Egregio Lussana, trovo semplicemente disdicevole e scandaloso - soprattutto per un Alpino come me -che sia passata nell'assoluto assordante silenzio delle Istituzioni genovesi la tragica ricorrenza del 9 febbraio. Quel giorno del 1941, Genova pagò un grande sacrificio in termini umani e materiali in conseguenza del terribile bombardamento navale inglese. Ma niente e nessuno sembra essersene ricordato: di più, la targa marmorea in ricordo dei tragici bombardamenti – posta all'interno dell'Ospedale Galliera per ricordare degenti, pazienti e lavoratori morti – è di una trascuratezza imbarazzante. E faccia comprendere, una volta di più, quale bene grande, immenso e prezioso sia la pace. Il 6 febbraio del 1941 una formazione di 14 navi inglesi, al comando dell'ammiraglio Somerville, aveva lasciato la base di Gibilterra alla volta delle coste italiane. Quello stesso giorno a Genova l'allarme era durato dalle 15.02 alle 16.14: si temevano nuove azioni aeree del nemico, tuttavia senza ipotizzare l'eventualità di un attacco dal mare. L'obiettivo primario delle navi inglesi (Forza H) è proprio il capoluogo ligure, secondariamente La Spezia, Livorno e i dintorni di Pisa. Affidandosi ad un'informazione, risultata poi completamente infondata, gli inglesi sperano di sorprendere in porto le corazzate Littorio e Giulio Cesare, in riparazione dopo il disastro della notte di Taranto. Alle ore 7.19 del 9 febbraio le unità della Forza H sono in vista del promontorio di Portofino. Alle ore 7.35 Genova viene posta in stato di allarme. Alle ore 8.15 le navi britanniche, che in quel momento si trovano al largo di Nervi protette da una densa foschia, danno inizio ad un furioso tiro di artiglieria che dura fino alle 9.45. Piovono sulla città 273 proiettili di grosso calibro e 1.182 di medio calibro, per un totale di circa 300 t. di esplosivo. I proiettili non colpiscono obiettivi di interesse militare ma, nella gran parte, case di abitazione, edifici religiosi, pubblici e monumentali. I morti sono 144, i feriti 227, i sinistrati 2.550. La città sconvolta riceverà la visita della principessa Maria José di Piemonte che si reca suoi luoghi maggiormente colpiti.

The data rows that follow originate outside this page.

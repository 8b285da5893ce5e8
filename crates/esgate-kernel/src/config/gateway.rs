//! Gateway configuration container and validation.
//!
//! [`GatewayConfig`] is deserialized by the loader in the parent module and
//! checked with [`GatewayConfig::validate()`] before any listener is bound.

use super::ConfigError;
use serde::{Deserialize, Serialize};
use std::collections::HashMap;
use std::time::Duration;

// ─────────────────────────────────────────────────────────────────────────────
// Sections
// ─────────────────────────────────────────────────────────────────────────────

/// Address and credentials of one downstream datastore.
#[derive(Debug, Clone, PartialEq, Eq, Serialize, Deserialize)]
pub struct BackendEndpointConfig {
    /// Base URL, e.g. `http://localhost:9200`.
    pub url: String,
    #[serde(default)]
    pub user: Option<String>,
    #[serde(default)]
    pub password: Option<String>,
}

impl BackendEndpointConfig {
    pub fn new(url: impl Into<String>) -> Self {
        Self {
            url: url.into(),
            user: None,
            password: None,
        }
    }

    fn validate(&self, section: &str) -> Result<(), ConfigError> {
        if self.url.trim().is_empty() {
            return Err(ConfigError::Invalid(format!("{section}.url cannot be empty")));
        }
        if !(self.url.starts_with("http://") || self.url.starts_with("https://")) {
            return Err(ConfigError::Invalid(format!(
                "{section}.url must start with http:// or https://, got '{}'",
                self.url
            )));
        }
        Ok(())
    }
}

/// Per-index settings.
#[derive(Debug, Clone, Default, PartialEq, Eq, Serialize, Deserialize)]
pub struct IndexConfig {
    /// Run queries on this index against both backends and compare results.
    #[serde(default)]
    pub ab_testing: bool,
}

/// Tuning for the A/B-testing dispatch subsystem.
#[derive(Debug, Clone, PartialEq, Serialize, Deserialize)]
#[serde(default)]
pub struct AbTestingConfig {
    pub result_queue_capacity: usize,
    pub control_queue_capacity: usize,
    /// Interval of the coordinator's liveness tick and the collector's
    /// health report.
    pub health_check_interval_ms: u64,
    pub collector_queue_capacity: usize,
    pub error_queue_capacity: usize,
    /// Fraction of results kept by the collector, in `[0, 1]`.
    pub sample_ratio: f64,
    /// Index comparison records are written to.
    pub results_index: String,
}

impl Default for AbTestingConfig {
    fn default() -> Self {
        Self {
            result_queue_capacity: 10,
            control_queue_capacity: 10,
            health_check_interval_ms: 10_000,
            collector_queue_capacity: 1000,
            error_queue_capacity: 100,
            sample_ratio: 1.0,
            results_index: "ab_testing_logs".to_string(),
        }
    }
}

impl AbTestingConfig {
    pub fn health_check_interval(&self) -> Duration {
        Duration::from_millis(self.health_check_interval_ms)
    }
}

/// Fixed-window rate limit applied per client address.
#[derive(Debug, Clone, PartialEq, Eq, Serialize, Deserialize)]
pub struct RateLimitConfig {
    pub max_requests: u32,
    pub window_secs: u64,
}

impl RateLimitConfig {
    pub fn new(max_requests: u32, window_secs: u64) -> Self {
        Self {
            max_requests,
            window_secs,
        }
    }
}

// ─────────────────────────────────────────────────────────────────────────────
// GatewayConfig
// ─────────────────────────────────────────────────────────────────────────────

fn default_listen() -> String {
    "0.0.0.0:8080".to_string()
}

fn default_shutdown_timeout_ms() -> u64 {
    5_000
}

/// Top-level gateway configuration.
#[derive(Debug, Clone, PartialEq, Serialize, Deserialize)]
pub struct GatewayConfig {
    /// Listen address shared by the ingest and query pipelines.
    #[serde(default = "default_listen")]
    pub listen: String,
    /// Skip API-key authentication entirely.
    #[serde(default)]
    pub disable_auth: bool,
    #[serde(default)]
    pub api_keys: Vec<String>,
    pub elasticsearch: BackendEndpointConfig,
    /// Second cluster that query results are compared against.
    #[serde(default)]
    pub shadow_elasticsearch: Option<BackendEndpointConfig>,
    #[serde(default)]
    pub clickhouse: Option<BackendEndpointConfig>,
    #[serde(default)]
    pub indexes: HashMap<String, IndexConfig>,
    #[serde(default)]
    pub ab_testing: AbTestingConfig,
    #[serde(default)]
    pub rate_limit: Option<RateLimitConfig>,
    #[serde(default = "default_shutdown_timeout_ms")]
    pub shutdown_timeout_ms: u64,
}

impl GatewayConfig {
    /// Minimal config pointing at one Elasticsearch cluster, auth disabled.
    pub fn new(elasticsearch_url: impl Into<String>) -> Self {
        Self {
            listen: default_listen(),
            disable_auth: true,
            api_keys: Vec::new(),
            elasticsearch: BackendEndpointConfig::new(elasticsearch_url),
            shadow_elasticsearch: None,
            clickhouse: None,
            indexes: HashMap::new(),
            ab_testing: AbTestingConfig::default(),
            rate_limit: None,
            shutdown_timeout_ms: default_shutdown_timeout_ms(),
        }
    }

    pub fn with_listen(mut self, listen: impl Into<String>) -> Self {
        self.listen = listen.into();
        self
    }

    pub fn with_index(mut self, name: impl Into<String>, index: IndexConfig) -> Self {
        self.indexes.insert(name.into(), index);
        self
    }

    pub fn with_api_keys(mut self, keys: impl IntoIterator<Item = impl Into<String>>) -> Self {
        self.api_keys = keys.into_iter().map(Into::into).collect();
        self.disable_auth = false;
        self
    }

    pub fn with_ab_testing(mut self, ab: AbTestingConfig) -> Self {
        self.ab_testing = ab;
        self
    }

    /// `true` if at least one index enables A/B testing.
    pub fn ab_testing_enabled(&self) -> bool {
        self.indexes.values().any(|i| i.ab_testing)
    }

    /// `true` if A/B testing can run: some index enables it and a shadow
    /// cluster is configured to compare against.
    pub fn ab_testing_active(&self) -> bool {
        self.ab_testing_enabled() && self.shadow_elasticsearch.is_some()
    }

    /// `true` if `index` is configured with A/B testing on.
    pub fn is_ab_tested(&self, index: &str) -> bool {
        self.indexes.get(index).is_some_and(|i| i.ab_testing)
    }

    pub fn shutdown_timeout(&self) -> Duration {
        Duration::from_millis(self.shutdown_timeout_ms)
    }

    // ─────────────────────────────────────────────────────────────────────────
    // Validation
    // ─────────────────────────────────────────────────────────────────────────

    /// Validate all structural invariants of this configuration.
    ///
    /// Returns the *first* violation found. Checks performed (in order):
    /// 1. `listen` is non-empty.
    /// 2. Every backend URL is non-empty and uses http(s).
    /// 3. With auth enabled, at least one API key is configured.
    /// 4. No index name is empty.
    /// 5. A/B queue capacities and the health interval are non-zero.
    /// 6. `sample_ratio` lies in `[0, 1]` and `results_index` is non-empty.
    /// 7. A rate limit, if present, has non-zero request count and window.
    /// 8. `shutdown_timeout_ms` is non-zero.
    pub fn validate(&self) -> Result<(), ConfigError> {
        // ── 1. Listen address ───────────────────────────────────────────────
        if self.listen.trim().is_empty() {
            return Err(ConfigError::Invalid("listen cannot be empty".to_string()));
        }

        // ── 2. Backends ─────────────────────────────────────────────────────
        self.elasticsearch.validate("elasticsearch")?;
        if let Some(shadow) = &self.shadow_elasticsearch {
            shadow.validate("shadow_elasticsearch")?;
        }
        if let Some(ch) = &self.clickhouse {
            ch.validate("clickhouse")?;
        }

        // ── 3. Auth ─────────────────────────────────────────────────────────
        if !self.disable_auth && self.api_keys.iter().all(|k| k.trim().is_empty()) {
            return Err(ConfigError::Invalid(
                "authentication is enabled but no api_keys are configured".to_string(),
            ));
        }

        // ── 4. Indexes ──────────────────────────────────────────────────────
        if self.indexes.keys().any(|name| name.trim().is_empty()) {
            return Err(ConfigError::Invalid("index name cannot be empty".to_string()));
        }

        // ── 5. A/B queues ───────────────────────────────────────────────────
        let ab = &self.ab_testing;
        if ab.result_queue_capacity == 0
            || ab.control_queue_capacity == 0
            || ab.collector_queue_capacity == 0
            || ab.error_queue_capacity == 0
        {
            return Err(ConfigError::Invalid(
                "ab_testing queue capacities must be greater than 0".to_string(),
            ));
        }
        if ab.health_check_interval_ms == 0 {
            return Err(ConfigError::Invalid(
                "ab_testing.health_check_interval_ms must be greater than 0".to_string(),
            ));
        }

        // ── 6. Sampling / results index ─────────────────────────────────────
        if !(0.0..=1.0).contains(&ab.sample_ratio) {
            return Err(ConfigError::Invalid(format!(
                "ab_testing.sample_ratio must be within [0, 1], got {}",
                ab.sample_ratio
            )));
        }
        if ab.results_index.trim().is_empty() {
            return Err(ConfigError::Invalid(
                "ab_testing.results_index cannot be empty".to_string(),
            ));
        }

        // ── 7. Rate limit ───────────────────────────────────────────────────
        if let Some(rl) = &self.rate_limit {
            if rl.max_requests == 0 || rl.window_secs == 0 {
                return Err(ConfigError::Invalid(
                    "rate_limit.max_requests and rate_limit.window_secs must be greater than 0"
                        .to_string(),
                ));
            }
        }

        // ── 8. Shutdown ─────────────────────────────────────────────────────
        if self.shutdown_timeout_ms == 0 {
            return Err(ConfigError::Invalid(
                "shutdown_timeout_ms must be greater than 0".to_string(),
            ));
        }

        Ok(())
    }
}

Il 16 febbraio, nella chiesa di San Siro, viene officiata una messa in suffragio dei caduti alla presenza di tutte le maggiori autorità.

2 BUONA SANITÀ

Al Santa Corona un esempio

di cura del paziente

Egregio Dr. Lussana, si parla molto di «mala sanità» ma poco o mai di «buona sanità». Le voglio parlare di questa ultima poiché ho avuto la fortuna di incontrarla. Dovendo fare una serie di analisi e controlli alla mia vetusta struttura fisica, mi sono rivolto ad un amico che mi ha indicato l'Ospedale Santa Corona di Pietra Ligure. Malgrado il disagio chilometrico non mi sono pentito della scelta. Ho trovato una struttura organizzatissima, pulita, ove la cortesia è di casa e dove l'efficienza è la parola d'ordine.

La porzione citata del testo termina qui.